Du point de vue du crime contre l'humanité, dont l'auteur souligne avec force qu'il ne fait encore l'objet d'aucune définition rigoureuse , c'est l'humanité en tant que telle qui est réduite au niveau d'un matériau de laboratoire. C'est une des particularités du crime contre l'humanité. Ce n'est pas d'abord l'atteinte aux droits imprescriptibles de la personne individuelle qui est visée à travers ce concept, mais la violation de la dignité de l'humanité en tant que cette dernière est présente et s'exprime à travers chaque personne singulière, dans le mystère de son histoire et de sa destinée. En effet, comme le remarque Delmas-Marty, dans le cas des crimes contre l'humanité, dont on ne connaît que des listes énumératives, " la valeur protégée a d'emblée une dimension collective. Et c'est sans doute là le point commun aux divers interdits énumérés comme crimes contre l'humanité ".
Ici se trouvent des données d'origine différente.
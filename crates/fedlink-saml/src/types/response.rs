//! SAML 2.0 protocol response types.

use fedlink_xml::DomElement;
use serde::{Deserialize, Serialize};

use super::{Assertion, AuthnRequest, LogoutRequest, Status, StatusResponse};

/// A response carrying zero or more assertions.
#[derive(Debug, Clone, PartialEq, Serialize, Deserialize)]
pub struct Response {
    /// Common status-response fields.
    pub base: StatusResponse,

    /// Assertions in document order.
    #[serde(default, skip_serializing_if = "Vec::is_empty")]
    pub assertions: Vec<ResponseItem>,
}

impl Response {
    /// Creates a response with a fresh ID and the given status.
    #[must_use]
    pub fn new(status: Status) -> Self {
        Self {
            base: StatusResponse::new(status),
            assertions: Vec::new(),
        }
    }

    /// Appends an assertion.
    #[must_use]
    pub fn with_assertion(mut self, assertion: Assertion) -> Self {
        self.assertions.push(ResponseItem::Assertion(assertion));
        self
    }
}

/// An assertion slot within a response.
#[derive(Debug, Clone, PartialEq, Serialize, Deserialize)]
pub enum ResponseItem {
    /// A plain assertion.
    Assertion(Assertion),
    /// An encrypted assertion, carried opaquely.
    Encrypted(DomElement),
}

/// A logout response.
#[derive(Debug, Clone, PartialEq, Serialize, Deserialize)]
pub struct LogoutResponse {
    /// Common status-response fields.
    pub base: StatusResponse,
}

impl LogoutResponse {
    /// Creates a logout response with a fresh ID and the given status.
    #[must_use]
    pub fn new(status: Status) -> Self {
        Self {
            base: StatusResponse::new(status),
        }
    }
}

/// The message wrapped inside an artifact response.
#[derive(Debug, Clone, PartialEq, Serialize, Deserialize)]
pub enum ArtifactContent {
    /// A wrapped authentication request.
    AuthnRequest(Box<AuthnRequest>),
    /// A wrapped logout request.
    LogoutRequest(Box<LogoutRequest>),
    /// A wrapped response.
    Response(Box<Response>),
}

/// The response to an artifact resolve request.
#[derive(Debug, Clone, PartialEq, Serialize, Deserialize)]
pub struct ArtifactResponse {
    /// Common status-response fields.
    pub base: StatusResponse,

    /// The resolved message, when the artifact was known.
    #[serde(skip_serializing_if = "Option::is_none")]
    pub any: Option<ArtifactContent>,
}

impl ArtifactResponse {
    /// Creates an artifact response with a fresh ID and the given status.
    #[must_use]
    pub fn new(status: Status) -> Self {
        Self {
            base: StatusResponse::new(status),
            any: None,
        }
    }
}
Ceci dit, le résultat obtenu par Advanced Cell Technology n'est qu'un premier pas. La courte expérience que nous avons du clonage des mammifères montre que cette technique demeure très aléatoire. L'obtention d'un clone nécessite de nombreux essais, dont le nombre est variable selon les espèces. Les résultats annoncés par le laboratoire américain ne modifient guère la donne. Nous sommes probablement loin d'une maîtrise de cette technologie qui puisse aboutir à une pratique routinière. À supposer que les chercheurs arrivent un jour à ce premier résultat, ils ne seront pas encore au bout de leurs peines. Le clonage thérapeutique passe par une maîtrise des processus de différenciation précoces de l'embryon. Or ces derniers restent une profonde énigme. Les travaux les plus pointus ont été réalisés sur des cellules-souches embryonnaires de souris syngéniques. Près de dix ans après les premières expérimentations, ces cellules demeurent toujours des boîtes noires pour les biologistes moléculaires et le contrôle de leur différenciation est encore très rudimentaire . Enfin, on voudrait disposer d'une revue complète des résultats effectifs, allant jusqu'à la recension des effets secondaires, de l'injection de cellules embryonnaires dans les noyaux cérébraux de malades atteints de maladies dégénératives graves, comme l'Alzheimer, la chorée de Huntington ou le Parkinson, pour ne citer que celles-là.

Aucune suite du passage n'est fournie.